Beste Lernmethoden: Welche sind das?
Sie suchen beste Lernmethoden – dann probieren Sie die folgenden aus:
- Vorwissen testen: Eine wissenschaftlich anerkannte Lernmethode ist es, das eigene Vorwissen zu testen, bevor man mit dem Lernen beginnt.
- Klug mitschreiben: Gute Notizen während der Vorlesung verkürzen die Lernzeit nach der Vorlesung enorm. Denn die Kombination aus Hören, Lesen und Schreiben hilft deinem Gehirn, neue Informationen besser zu speichern. Das kann auch in Form von Mindmaps oder Brainstorming geschehen.
- Das Pareto-Prinzip: Im schlimmsten Fall lernst du stundenlang und behältst nur wenig, weil du zu viel auf einmal verstehen willst. Oder du lernst das, was wirklich wichtig ist, versuchst es wirklich zu verstehen und nutzt so deine Lernzeit sinnvoll - und sparst sogar Zeit.
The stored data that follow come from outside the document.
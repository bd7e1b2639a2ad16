//! Geospatial codec boundary
//!
//! A geospatial object wraps its `geo_data`, a host mapping in GeoJSON shape.
//! The codec turns that mapping into GeoJSON text for the wire and parses it
//! back on read.

use crate::object::Object;
use thiserror::Error;

/// Geo codec errors
#[derive(Debug, Error)]
pub enum GeoError {
    /// `geo_data` holds an object with no JSON form
    #[error("Unsupported geo_data member of type {0}")]
    Unsupported(String),

    /// GeoJSON text failed to parse
    #[error("Invalid GeoJSON: {0}")]
    Parse(#[from] serde_json::Error),
}

/// GeoJSON encoder and decoder
pub trait GeoCodec: Send + Sync {
    /// Encode `geo_data` as GeoJSON text
    fn dumps(&self, geo_data: &Object) -> Result<String, GeoError>;

    /// Parse GeoJSON text into `geo_data`
    fn loads(&self, text: &str) -> Result<Object, GeoError>;
}

/// GeoJSON codec backed by serde_json
#[derive(Debug, Clone, Copy, Default)]
pub struct JsonGeoCodec;

impl GeoCodec for JsonGeoCodec {
    fn dumps(&self, geo_data: &Object) -> Result<String, GeoError> {
        let json = to_json(geo_data)?;
        Ok(serde_json::to_string(&json)?)
    }

    fn loads(&self, text: &str) -> Result<Object, GeoError> {
        let json: serde_json::Value = serde_json::from_str(text)?;
        from_json(json)
    }
}

fn to_json(obj: &Object) -> Result<serde_json::Value, GeoError> {
    use serde_json::Value as J;

    let unsupported = || GeoError::Unsupported(obj.type_name().to_string());
    Ok(match obj {
        Object::None | Object::Null => J::Null,
        Object::Bool(b) => J::Bool(*b),
        Object::Int(i) => {
            if let Ok(n) = i64::try_from(*i) {
                J::from(n)
            } else if let Ok(n) = u64::try_from(*i) {
                J::from(n)
            } else {
                return Err(unsupported());
            }
        }
        Object::Float(f) => serde_json::Number::from_f64(*f)
            .map(J::Number)
            .ok_or_else(unsupported)?,
        Object::Str(_) | Object::WideStr(_) => match obj.as_text() {
            Some(Ok(s)) => J::String(s.into_owned()),
            _ => return Err(unsupported()),
        },
        Object::List(items) | Object::Tuple(items) => {
            J::Array(items.iter().map(to_json).collect::<Result<_, _>>()?)
        }
        Object::Map(entries) => {
            let mut map = serde_json::Map::with_capacity(entries.len());
            for (k, v) in entries {
                let key = match k.as_text() {
                    Some(Ok(s)) => s.into_owned(),
                    _ => return Err(GeoError::Unsupported(k.type_name().to_string())),
                };
                map.insert(key, to_json(v)?);
            }
            J::Object(map)
        }
        _ => return Err(unsupported()),
    })
}

/// Object members keep their textual order (serde_json `preserve_order`)
fn from_json(json: serde_json::Value) -> Result<Object, GeoError> {
    use serde_json::Value as J;

    Ok(match json {
        J::Null => Object::None,
        J::Bool(b) => Object::Bool(b),
        J::Number(n) => {
            if let Some(i) = n.as_i64() {
                Object::Int(i as i128)
            } else if let Some(u) = n.as_u64() {
                Object::Int(u as i128)
            } else {
                let f = n
                    .as_f64()
                    .ok_or_else(|| GeoError::Unsupported(format!("number {}", n)))?;
                Object::Float(f)
            }
        }
        J::String(s) => Object::Str(s),
        J::Array(items) => Object::List(
            items
                .into_iter()
                .map(from_json)
                .collect::<Result<_, _>>()?,
        ),
        J::Object(map) => {
            let mut entries = Vec::with_capacity(map.len());
            for (k, v) in map {
                entries.push((Object::Str(k), from_json(v)?));
            }
            Object::Map(entries)
        }
    })
}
- Schreibe dir eine To-Do-Liste, um deine Lerneinheiten optimal zu planen und genügend Pausen und Möglichkeiten zum Auftanken einzuplanen.
- Weniger ist mehr: Lerne nur für die Fächer, in denen du dich verbessern willst. Das sollten nicht mehr als zwei oder drei gleichzeitig sein.
- Lernroutine und Assoziationen: Mit einer Lernroutine kannst du dich selbst überlisten und deinem Gehirn die wichtigen Wiederholungen geben, die es braucht, um etwas Neues zu lernen. Bis eine Routine sitzt, brauchst du etwa ein bis zwei Monate Disziplin und Durchhaltevermögen. Mit Assoziationen oder Symbolen für die einzelnen Teilbereiche, die am Ende ein Gesamtbild aus den einzelnen Symbolen ergeben. So kannst du dir die Bedeutung des Wortes, des Fachbegriffes oder des Lerninhaltes bildlich vorstellen und leichter merken.